Malaysia’s securities market watchdog has issued a cease-and-desist to a startup ahead of its planned initial coin offering (ICO).

The CopyCash Foundation, according to a statement from the Securities Commission Malaysia (SC), was sent the notice following an inquiry into its pitch to investors. On its website, CopyCash promotes itself as a platform for “social travesting”, or a mixture of investing and trading.

“The directive was issued by the SC following its inquiry after it found that there is a reasonable likelihood that disclosures in CopyCash Foundation’s white paper and representations to potential investors will contravene relevant requirements under securities laws,” the agency said in a statement.

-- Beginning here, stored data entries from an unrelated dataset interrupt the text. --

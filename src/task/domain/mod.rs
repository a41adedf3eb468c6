//! Domain model for bounty task lifecycle management.
//!
//! The task domain models posting, claiming, proof submission, approval and
//! dispute of bounty tasks while keeping all infrastructure concerns, such
//! as storage and value transfer, outside of the domain boundary.

mod deadline;
mod error;
mod ids;
mod policy;
mod query;
mod reward;
mod task;

pub use deadline::TimeRemaining;
pub use error::{ParseTaskStatusError, TaskDomainError};
pub use ids::{AccountId, ProofUri, TaskId, TransactionId};
pub use policy::{REWARD_FLOOR_MICRO_UNITS, TaskPostingPolicy};
pub use query::{StatusFilter, TaskQuery, TaskSort};
pub use reward::{MICRO_UNITS_PER_UNIT, RewardAmount};
pub use task::{NewTask, PersistedTaskData, SettlementTerms, Task, TaskEvent, TaskStatus};
//! Application services for bounty task orchestration.

mod in_flight;
mod lifecycle;

pub use in_flight::{ApprovalGuard, InFlightApprovals};
pub use lifecycle::{
    AccountSummary, CreateTaskRequest, TaskErrorKind, TaskLifecycleError, TaskLifecycleResult,
    TaskLifecycleService,
};
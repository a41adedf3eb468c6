//! Per-task serialisation of approvals and disputes.

use crate::task::domain::TaskId;
use std::collections::HashSet;
use std::sync::{Arc, Mutex};

/// Set of tasks with a settling approval or a committing dispute.
#[derive(Debug, Clone, Default)]
pub struct InFlightApprovals {
    active: Arc<Mutex<HashSet<TaskId>>>,
}

impl InFlightApprovals {
    /// Creates an empty set.
    #[must_use]
    pub fn new() -> Self {
        Self::default()
    }

    /// Marks `task_id` as in flight.
    ///
    /// Returns `None` when an approval or dispute of the task is already
    /// running. The mark is cleared when the returned guard is dropped,
    /// including when the owning future is abandoned.
    #[must_use]
    pub fn try_begin(&self, task_id: TaskId) -> Option<ApprovalGuard> {
        let mut active = self
            .active
            .lock()
            .unwrap_or_else(std::sync::PoisonError::into_inner);
        if !active.insert(task_id) {
            return None;
        }
        Some(ApprovalGuard {
            active: Arc::clone(&self.active),
            task_id,
        })
    }
}

/// Clears the in-flight mark for one task on drop.
#[derive(Debug)]
pub struct ApprovalGuard {
    active: Arc<Mutex<HashSet<TaskId>>>,
    task_id: TaskId,
}

impl Drop for ApprovalGuard {
    fn drop(&mut self) {
        self.active
            .lock()
            .unwrap_or_else(std::sync::PoisonError::into_inner)
            .remove(&self.task_id);
    }
}
//! In-memory adapters used by tests and local tooling.

mod settlement;
mod task;

pub use settlement::{InMemorySettlementGateway, SettlementReceipt};
pub use task::InMemoryTaskRepository;
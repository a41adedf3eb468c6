//! Reward amounts stored in indivisible micro-units.

use super::TaskDomainError;
use serde::{Deserialize, Serialize};
use std::fmt;

/// Number of micro-units in one major currency unit.
pub const MICRO_UNITS_PER_UNIT: u64 = 1_000_000;

/// Positive reward amount in micro-units.
///
/// # Examples
///
/// ```
/// use bounty_board::task::domain::RewardAmount;
///
/// let reward = RewardAmount::from_major(5.0).expect("valid reward");
/// assert_eq!(reward.micro_units(), 5_000_000);
/// assert_eq!(reward.format_major(), "5.00");
/// ```
#[derive(Debug, Clone, Copy, PartialEq, Eq, PartialOrd, Ord, Hash, Serialize, Deserialize)]
#[serde(transparent)]
pub struct RewardAmount(u64);

impl RewardAmount {
    /// Creates a reward from a micro-unit amount.
    ///
    /// # Errors
    ///
    /// Returns [`TaskDomainError::InvalidReward`] when the amount is zero.
    pub const fn from_micro_units(micro_units: u64) -> Result<Self, TaskDomainError> {
        if micro_units == 0 {
            return Err(TaskDomainError::InvalidReward);
        }
        Ok(Self(micro_units))
    }

    /// Converts a fractional major-unit amount, rounding to the nearest
    /// micro-unit.
    ///
    /// # Errors
    ///
    /// Returns [`TaskDomainError::InvalidReward`] when the input is not
    /// finite, is not positive, rounds to zero, or does not fit in `u64`.
    #[expect(
        clippy::float_arithmetic,
        clippy::cast_possible_truncation,
        clippy::cast_sign_loss,
        clippy::cast_precision_loss,
        reason = "caller-facing amounts are fractional; range is checked before the cast"
    )]
    pub fn from_major(major_units: f64) -> Result<Self, TaskDomainError> {
        if !major_units.is_finite() || major_units <= 0.0 {
            return Err(TaskDomainError::InvalidReward);
        }
        let scaled = (major_units * MICRO_UNITS_PER_UNIT as f64).round();
        if scaled >= u64::MAX as f64 {
            return Err(TaskDomainError::InvalidReward);
        }
        Self::from_micro_units(scaled as u64)
    }

    /// Returns the amount in micro-units.
    #[must_use]
    pub const fn micro_units(self) -> u64 {
        self.0
    }

    /// Returns the amount in major units.
    #[must_use]
    #[expect(
        clippy::float_arithmetic,
        clippy::cast_precision_loss,
        reason = "display-side conversion mirrors the caller-facing unit"
    )]
    pub fn as_major(self) -> f64 {
        self.0 as f64 / MICRO_UNITS_PER_UNIT as f64
    }

    /// Formats the amount in major units with two decimal places, rounding
    /// half up.
    #[must_use]
    pub fn format_major(self) -> String {
        let hundredths = self
            .0
            .saturating_add(5_000)
            .div_euclid(MICRO_UNITS_PER_UNIT.div_euclid(100));
        format!("{}.{:02}", hundredths.div_euclid(100), hundredths.rem_euclid(100))
    }
}

impl fmt::Display for RewardAmount {
    fn fmt(&self, f: &mut fmt::Formatter<'_>) -> fmt::Result {
        f.write_str(&self.format_major())
    }
}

The SC referenced CopyCash in a Jan. 5 statement on the blockchain funding model, noting at the time that it planned to meet with representatives of the CopyCash Foundation “to inquire into its activities including the purported launch of [CopyCashCoin].”

That the regulator would act swiftly to issue the cease-and-desist notice is perhaps unsurprising, given moves by agencies in other parts of the world to quash ICOs ahead of their launch. SC said in its Jan. 5 statement that it had noticed an uptick of ICO promotion within Malaysia, including solicitations of elderly citizens.

The SC added that it would work with other bodies, including Malaysia’s central bank, on the ICO issue.

“The SC continues to work with Bank Negara Malaysia and other enforcement agencies, including our foreign counterparts, to closely monitor such activities and will take appropriate action where necessary,” the agency said at the time.